Para quitarme la duda, decidí ir al circo. Elegí la última función del Magic Times Circus, en Ocoyoacac, Estado de México, a tres horas de camino, porque anunciaban un show con dos tigres de Bengala. Me pregunté si aquellos serían los mismos que habían rescatado años atrás.
Al llegar, eché un vistazo en busca de los felinos. No vi jaulas, ni rastro de sus huellas en el camino enlodado. Tampoco escuché rugidos. Cuando salí al baño, los busqué detrás de la carpa, pero solo encontré a un tipo en trusa, sentado en una silla de plástico, sosteniendo un espejo pequeño mientras se pintaba la cara como payaso.

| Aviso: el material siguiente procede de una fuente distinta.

//! End-to-end pipeline tests.
//!
//! Drives the public API from delimited text: column resolution -> zones ->
//! metrics -> chart description -> result table export.
//!
//! Run with: `cargo test --test pipeline`

use tzp_analysis::{
    analyze, AllOutBreakpoints, Analysis, AnalysisError, AnalysisRequest, AnalysisRunner,
    Annotation, Breakpoints, ColumnSelection, DynamicBreakpoints, ProtocolSpec, RawTable,
    RowCategory,
};

fn init() {
    let _ = env_logger::builder().is_test(true).try_init();
}

/// 5 s sampling over 50 s, with one unreadable row.
const WINGATE_CSV: &str = "\
Time[s],SmO2[%],Power -  2[W],Cadence
0,70,600,90
5,60,900,120
10,50,850,118
15,45,800,115
20,40,700,110
n/a,39,680,108
25,38,650,105
30,36,600,100
35,45,150,60
40,55,120,55
45,62,100,50
50,60,100,50
";

fn wingate_table(csv: &str) -> RawTable {
    RawTable::from_csv_reader(csv.as_bytes()).unwrap()
}

fn run_all_out(csv: &str, spec: ProtocolSpec) -> tzp_analysis::AllOutAnalysis {
    let request = AnalysisRequest::new(spec)
        .with_breakpoints(Breakpoints::AllOut(AllOutBreakpoints::new(3.0, 10.0)));
    match analyze(&wingate_table(csv), &request).unwrap() {
        Analysis::AllOut(a) => a,
        other => panic!("expected all-out analysis, got {:?}", other),
    }
}

// ============================================================================
// All-out 30s
// ============================================================================

#[test]
fn test_wingate_scenario() {
    init();
    let analysis = run_all_out(WINGATE_CSV, ProtocolSpec::all_out());

    let names: Vec<&str> = analysis.zones.iter().map(|z| z.name.as_str()).collect();
    assert_eq!(names, vec!["T1", "T2", "T3", "T4"]);
    // T4 ends at the post-effort SmO2 peak (62% at 45 s)
    let total: f64 = analysis.zones.iter().map(|z| z.width()).sum();
    assert!((total - 45.0).abs() < 1e-9);

    let m = &analysis.metrics;
    assert_eq!(m.p_max, Some(900.0));
    assert_eq!(m.fatigue_index, Some(33.3));
    assert_eq!(m.half_recovery.t_half, Some(10.0));
    assert!((m.reox_slope.unwrap() - 1.76).abs() < 1e-9);
    assert_eq!(m.zone_durations, vec![3.0, 7.0, 20.0, 15.0]);

    let table = analysis.table.unwrap();
    assert_eq!(table.len(), 26);
    assert_eq!(table.category(RowCategory::Mechanical).count(), 11);
    assert_eq!(table.rows.last().unwrap().label, "Ratio amplitude SmO₂ / puissance");
}

#[test]
fn test_wingate_legacy_table_order() {
    let analysis = run_all_out(WINGATE_CSV, ProtocolSpec::all_out_legacy());
    let table = analysis.table.unwrap();
    assert_eq!(table.len(), 13);

    let csv = table.to_csv_string().unwrap();
    let lines: Vec<&str> = csv.lines().collect();
    assert_eq!(lines[0], "Type,Intervalle,Valeur");
    assert_eq!(lines[1], "Puissance max,0–10s,900");
    assert_eq!(lines[9], "Puissance min,0–30s,600");
    assert_eq!(lines[13], "Indice de fatigue,%,33.3");

    // legacy overlays: spans and the SmO2 max marker only
    assert_eq!(analysis.chart.annotations.len(), 5);
}

#[test]
fn test_wingate_without_recovery() {
    let truncated: String = WINGATE_CSV.lines().take(9).map(|l| format!("{}\n", l)).collect();
    let analysis = run_all_out(&truncated, ProtocolSpec::all_out());

    assert_eq!(analysis.zones[3].end, 31.0);
    assert_eq!(analysis.metrics.reox_slope, None);
    assert_eq!(analysis.metrics.half_recovery.t_half, None);
    assert!(analysis.metrics.fatigue_index.is_some());
    assert!(!analysis
        .chart
        .annotations
        .iter()
        .any(|a| matches!(a, Annotation::Curve { .. })));

    let csv = analysis.table.unwrap().to_csv_string().unwrap();
    assert!(csv.contains("T½ réoxygénation,s,\n"));
}

#[test]
fn test_wingate_invalid_breakpoints() {
    let request = AnalysisRequest::new(ProtocolSpec::all_out())
        .with_breakpoints(Breakpoints::AllOut(AllOutBreakpoints::new(12.0, 8.0)));
    assert!(matches!(
        analyze(&wingate_table(WINGATE_CSV), &request),
        Err(AnalysisError::InvalidBreakpoints { .. })
    ));
}

#[test]
fn test_all_rows_unreadable() {
    let csv = "Time[s],SmO2[%],Power -  2[W]\nx,y,z\n,,\n";
    let request = AnalysisRequest::new(ProtocolSpec::all_out());
    assert!(matches!(
        analyze(&wingate_table(csv), &request),
        Err(AnalysisError::EmptyDataset { rows_read: 2 })
    ));
}

// ============================================================================
// Dynamic ramp
// ============================================================================

fn ramp_csv() -> String {
    let mut csv = String::from("Time [s],SmO2 Sensor,Target Power [W],HR [bpm]\n");
    for i in 0..=90 {
        let t = i * 10;
        let smo2 = if t <= 600 { 75.0 - t as f64 / 12.0 } else { 25.0 + (t - 600) as f64 / 10.0 };
        let power = 100 + t / 3;
        let hr = 95 + t / 10;
        csv.push_str(&format!("{},{},{},{}\n", t, smo2, power, hr));
    }
    csv
}

#[test]
fn test_dynamic_pipeline() {
    init();
    let table = RawTable::from_csv_reader(ramp_csv().as_bytes()).unwrap();
    let request = AnalysisRequest::new(ProtocolSpec::smo2_dynamic())
        .with_breakpoints(Breakpoints::Dynamic(DynamicBreakpoints::new(204.0, 397.0, 600.0)));

    let analysis = match analyze(&table, &request).unwrap() {
        Analysis::Dynamic(d) => d,
        other => panic!("expected dynamic analysis, got {:?}", other),
    };

    assert_eq!(analysis.params.smo2_min, 25.0);
    assert_eq!(analysis.params.smo2_max, 75.0);
    assert_eq!(analysis.bands.s1.time, 200.0);
    assert_eq!(analysis.bands.s2.time, 400.0);
    assert_eq!(analysis.bands.pma.smo2_norm, 0.0);

    let labels: Vec<&str> = analysis.chart.annotations.iter().map(|a| a.label()).collect();
    assert!(labels.contains(&"S1 (166 W, 115 bpm)"));
    assert!(labels.contains(&"PMA (300 W, 155 bpm)"));
    assert!(labels.contains(&"SmO₂ max départ (~75.0%)"));

    let csv = analysis.summary.to_csv_string().unwrap();
    assert!(csv.lines().nth(3).unwrap().starts_with("PMA,600,300,155,25,0"));
}

#[test]
fn test_dynamic_rejects_foreign_selection() {
    let table = RawTable::from_csv_reader(ramp_csv().as_bytes()).unwrap();
    let selection = ColumnSelection {
        time: "Time [s]".to_string(),
        smo2: "HR [bpm]".to_string(),
        power: "Target Power [W]".to_string(),
        heart_rate: None,
    };
    let request = AnalysisRequest::new(ProtocolSpec::smo2_dynamic()).with_selection(selection);
    assert!(matches!(
        analyze(&table, &request),
        Err(AnalysisError::InvalidSelection { .. })
    ));
}

// ============================================================================
// JSON boundary and background runs
// ============================================================================

#[test]
fn test_request_from_json() {
    let json = r#"{
        "spec": {
            "name": "Custom all-out",
            "column_mode": "exact_rename",
            "boundary": {
                "rule": "fixed_time",
                "effort_end": 30.0,
                "recovery_fallback": 31.0,
                "reox_start": 30.0,
                "reox_end": 45.0,
                "bin_width": 10.0,
                "fit_points": 50
            },
            "fatigue": "whole_window",
            "table": "grouped",
            "annotations": { "recovery_markers": true, "reoxygenation_fit": true }
        },
        "breakpoints": { "protocol": "all_out", "t1": 4.0, "t2": 12.0 }
    }"#;
    let request: AnalysisRequest = serde_json::from_str(json).unwrap();
    let analysis = analyze(&wingate_table(WINGATE_CSV), &request).unwrap();

    match &analysis {
        Analysis::AllOut(a) => {
            assert_eq!(a.zones[1].start, 4.0);
            assert_eq!(a.table.as_ref().unwrap().len(), 11);
        }
        other => panic!("expected all-out analysis, got {:?}", other),
    }
    let curve_points = analysis
        .chart()
        .annotations
        .iter()
        .find_map(|a| match a {
            Annotation::Curve { points, .. } => Some(points.len()),
            _ => None,
        });
    assert_eq!(curve_points, Some(50));
}

#[test]
fn test_request_with_unbounded_window_is_rejected() {
    let json = r#"{
        "spec": {
            "name": "Broken all-out",
            "column_mode": "exact_rename",
            "boundary": {
                "rule": "fixed_time",
                "effort_end": 30.0,
                "recovery_fallback": 31.0,
                "reox_start": 30.0,
                "reox_end": 45.0,
                "bin_width": 0.000001,
                "fit_points": 4294967295
            },
            "fatigue": "min_after_peak",
            "table": "detailed",
            "annotations": { "recovery_markers": true, "reoxygenation_fit": true }
        }
    }"#;
    let request: AnalysisRequest = serde_json::from_str(json).unwrap();
    assert!(matches!(
        analyze(&wingate_table(WINGATE_CSV), &request),
        Err(AnalysisError::Config { .. })
    ));
}

#[test]
fn test_runner_discards_superseded_runs() {
    let runner = AnalysisRunner::new();
    let table = wingate_table(WINGATE_CSV);
    let handles: Vec<_> = [3.0, 5.0, 8.0]
        .iter()
        .map(|&t1| {
            let request = AnalysisRequest::new(ProtocolSpec::all_out())
                .with_breakpoints(Breakpoints::AllOut(AllOutBreakpoints::new(t1, 12.0)));
            runner.submit(table.clone(), request)
        })
        .collect();

    let mut results = handles.into_iter().map(|h| h.recv()).collect::<Vec<_>>();
    let latest = results.pop().unwrap();
    assert!(results.iter().all(Option::is_none));
    match latest {
        Some(Ok(Analysis::AllOut(a))) => assert_eq!(a.breakpoints.t1, 8.0),
        other => panic!("expected latest all-out result, got {:?}", other),
    }
}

Tras una hora de espectáculo, anunciaron el acto que esperaba. Un tipo vestido como domador hizo la presentación: “¡Damas y caballeros! ¡Niños y niñas! En esta tarde tan especial, tenemos visitas desde Etiopía... Son unos felinos de poderosas garras y grandes colmillos… Recíbanlos con un fuerte aplauso… Con ustedes: ¡los tigres de Bengala!”. Salieron dos malabaristas con mamelucos naranja, rayas blancas y negras en la espalda. Tenían la cara pintada de naranja, y en cada mejilla tres bigotes grises. El payaso les dio unos latigazos en las nalgas para que saltaran por un aro prendido en fuego. Dieron un par de brincos y la función terminó.
Decepcionado por lo visto, llegué a la conclusión de que la única forma de resolver el misterio de los tigres de bengala era visitar el zoológico de Chapultepec. No era tarde, así que paré de vuelta a casa. Necesitaba una declaración sobre lo sucedido y, de paso, verlos con mis propios ojos.
El encargado del zoológico, Nahuel Beltrán, un reconocido médico veterinario con amplísima trayectoria en el ramo, me recibió pasadas las ocho de la noche. Dijo que no era el primer ni el último periodista con tales dudas. Acto seguido, sacó la documentación que acreditaba la posesión de dos tigres de Bengala, rescatados en julio de 2015. Por cortesía, me dejó ver a los tigres y entrar unos minutos a charlar con ellos. Encerrado en su jaula, le hice una pregunta al macho alfa:
— ¿Qué pasó en Chimalhuacán hace nueve años?
— Mira, David, la cosa fue así: esos cabrones nos abandonaron cobardemente. Estaban furiosos con la ley, porque el negocio se les iba a ir al carajo sin nosotros. Para desquitarse, nos metieron a las jaulas y hasta nunca. A los dos días nos empezó a rugir la panza de tanta hambre y los vecinos se enojaron. Afortunadamente, la policía nos rescató, y desde entonces estamos mejor. La vida aquí en el zoológico es inmejorable. Tenemos tres árboles, un estanque de aguas pluviales, y nos dan de comer medallones Top Sirloin una vez al año.